Source: The Marginalian

A Short History of Human Tenderness – Maryanne Coutts

Across epochs and cultures, in his famous indictment “it has always been much easier (because it has always seemed much safer) to give a name to the evil without than to locate the terror within,” James Baldwin (August 2, 1924–December 1, 1987) shone his piercing beam of truth upon the fundamental fact beneath Tolstoy’s insight that we only see as much kindness as we ourselves possess: We are untender with each other because we cannot bear the terrifying difficulty of being human, vulnerable and perishable as we are.

And yet, like Tolstoy, Baldwin thought deeply about what saves us — from ourselves and, in consequence, from each other — and, like Tolstoy, he recognized that, in the end, only love does. In his lifeline for the hour of despair — which remains one of his most penetrating and most personal essays, and one of his least known — he observes:

I have always felt that a human being could only be saved by another human being. I am aware that we do not save each other very often. But I am also aware that we save each other some of the time.

In the final essay from the same forgotten treasure, Baldwin revisits the subject in what can best be described as a prose poem of eternal truth:

The earth is always shifting, the light is always changing, the sea does not cease to grind down rock. Generations do not cease to be born, and we are responsible to them because we are the only witnesses they have.
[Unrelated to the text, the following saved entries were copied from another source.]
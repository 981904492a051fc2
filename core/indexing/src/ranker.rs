use predictive_schemas::{normalize_tag, TagMetadata, Tagset};
use std::collections::HashMap;
use tracing::debug;

/// Co-occurrence ranker over historical tagsets
#[derive(Debug, Default, Clone, Copy)]
pub struct AssociationRanker;

impl AssociationRanker {
    pub fn new() -> Self {
        Self
    }

    /// Rank every tag that appears alongside `key_tag`.
    ///
    /// Counts are the number of matching tagsets containing the tag. The key
    /// tag itself is included. Ties keep first-seen order: store order of the
    /// matching tagsets, then sorted order inside each tagset.
    pub fn associated_tag_counts(&self, key_tag: &str, tagsets: &[Tagset]) -> Vec<TagMetadata> {
        let key = normalize_tag(key_tag);
        if key.is_empty() {
            return Vec::new();
        }

        let matches: Vec<&Tagset> = tagsets.iter().filter(|t| t.contains(&key)).collect();

        let mut ranked: Vec<TagMetadata> = Vec::new();
        let mut positions: HashMap<&str, usize> = HashMap::new();

        for tagset in &matches {
            for tag in tagset.tags() {
                match positions.get(tag.as_str()) {
                    Some(&idx) => ranked[idx].count += 1,
                    None => {
                        positions.insert(tag.as_str(), ranked.len());
                        ranked.push(TagMetadata {
                            name: tag.clone(),
                            count: 1,
                        });
                    }
                }
            }
        }

        // Stable: equal counts stay in first-seen order
        ranked.sort_by(|a, b| b.count.cmp(&a.count));

        debug!(
            "Ranked {} associated tags for '{}' across {} tagsets",
            ranked.len(),
            key,
            matches.len()
        );

        ranked
    }
}
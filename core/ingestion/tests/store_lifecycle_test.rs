use predictive_ingestion::{DataFileMerger, DataPaths, StoreError, Stores};
use predictive_schemas::{DataKind, MergeMode};
use std::fs;
use tempfile::TempDir;

/// Merging a shared historical file keeps our data and adds theirs
#[test]
fn test_merge_historical_is_set_union() {
    let temp_dir = TempDir::new().unwrap();
    let paths = DataPaths::new(temp_dir.path().join("data"));
    fs::create_dir_all(paths.dir()).unwrap();
    fs::write(
        paths.path(DataKind::HistoricalData),
        "// DO NOT REMOVE THIS LINE [datatype=\"historical-data\"]\nowl, forest\n",
    )
    .unwrap();

    let mut stores = Stores::open(paths.dir()).unwrap();
    let merger = DataFileMerger::new().unwrap();

    let shared = temp_dir.path().join("shared.txt");
    fs::write(
        &shared,
        "// DO NOT REMOVE THIS LINE [datatype=\"historical-data\"]\n// from a colleague\nforest, owl\nbeach, sea\n",
    )
    .unwrap();

    let report = merger.import(&mut stores, &shared, MergeMode::Merge).unwrap();
    assert_eq!(report.kind, DataKind::HistoricalData);
    assert_eq!(report.added, 1);
    assert_eq!(
        report.status_message(),
        "Merged historical-data files. Reloaded historical-data."
    );

    assert_eq!(stores.tagsets().len(), 2);
    let written = fs::read_to_string(paths.path(DataKind::HistoricalData)).unwrap();
    assert!(!written.contains("from a colleague"));
}

/// Replacing a store discards what was there before
#[test]
fn test_replace_is_destructive() {
    let temp_dir = TempDir::new().unwrap();
    let mut stores = Stores::open(temp_dir.path()).unwrap();
    assert!(stores.ledger().has_entries("lemon"));

    let incoming = temp_dir.path().join("team-learn.xml");
    fs::write(
        &incoming,
        r#"<?xml version="1.0" encoding="utf-8"?>
<root datatype="learn-data" comment="Team ledger">
  <item tag="owl" suggest="night" score="4" />
</root>
"#,
    )
    .unwrap();

    let merger = DataFileMerger::new().unwrap();
    let report = merger
        .import(&mut stores, &incoming, MergeMode::Replace)
        .unwrap();
    assert_eq!(report.mode, MergeMode::Replace);

    assert!(!stores.ledger().has_entries("lemon"));
    assert_eq!(stores.ledger().len(), 1);
    assert_eq!(stores.ledger().comment(), Some("Team ledger"));
}

/// Merging learn data adds unseen pairs at the minimum score
#[test]
fn test_merge_learn_data() {
    let temp_dir = TempDir::new().unwrap();
    let mut stores = Stores::open(temp_dir.path()).unwrap();

    let incoming = temp_dir.path().join("other.xml");
    fs::write(
        &incoming,
        r#"<root datatype="learn-data" comment="Other">
  <item tag="lemon" suggest="citrus" score="30" />
  <item tag="lemon" suggest="yellow" score="30" />
</root>"#,
    )
    .unwrap();

    let merger = DataFileMerger::new().unwrap();
    let report = merger.import(&mut stores, &incoming, MergeMode::Merge).unwrap();
    assert_eq!(report.added, 1);

    let lemon = stores.ledger().query("lemon");
    let scores: Vec<(&str, u32)> = lemon.iter().map(|s| (s.suggest.as_str(), s.score)).collect();
    assert_eq!(scores, vec![("citrus", 1), ("yellow", 1)]);
    assert_eq!(stores.ledger().comment(), Some("Default learn data file"));
}

/// Config files are always replaced, even when a merge was requested
#[test]
fn test_config_merge_becomes_replace() {
    let temp_dir = TempDir::new().unwrap();
    let mut stores = Stores::open(temp_dir.path()).unwrap();
    assert_eq!(stores.config().max_tags, 10);

    let incoming = temp_dir.path().join("config.xml");
    fs::write(
        &incoming,
        r#"<root datatype="config"><tags><max>40</max></tags></root>"#,
    )
    .unwrap();

    let merger = DataFileMerger::new().unwrap();
    let report = merger.import(&mut stores, &incoming, MergeMode::Merge).unwrap();
    assert_eq!(report.mode, MergeMode::Replace);
    assert_eq!(
        report.status_message(),
        "Replaced config file. Reloaded config."
    );
    assert_eq!(stores.config().max_tags, 40);
}

/// Files without a matching marker and extension are rejected untouched
#[test]
fn test_unrecognized_file_is_rejected() {
    let temp_dir = TempDir::new().unwrap();
    let mut stores = Stores::open(temp_dir.path()).unwrap();
    let before = stores.tagsets().len();

    let incoming = temp_dir.path().join("notes.xml");
    fs::write(&incoming, "// datatype=\"historical-data\"\nsea, beach\n").unwrap();

    let merger = DataFileMerger::new().unwrap();
    let result = merger.import(&mut stores, &incoming, MergeMode::Merge);
    assert!(matches!(result, Err(StoreError::Unrecognized { .. })));
    assert_eq!(stores.tagsets().len(), before);
}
The sea rises, the light fails, lovers cling to each other, and children cling to us. The moment we cease to hold each other, the moment we break faith with one another, the sea engulfs us and the light goes out.

But to hold each other in the faith of love is no small triumph for our fear-frayed hearts. In one of his final interviews, echoing Rilke’s insistence that “for one human being to love another: that is perhaps the most difficult of all our tasks,” Baldwin reflects:

Loving anybody and being loved by anybody is a tremendous danger, a tremendous responsibility.

And yet, as he told Margaret Mead in their historic conversation, it is a responsibility to our own humanity:

We’ve got to be as clear-headed about human beings as possible, because we are still each other’s only hope.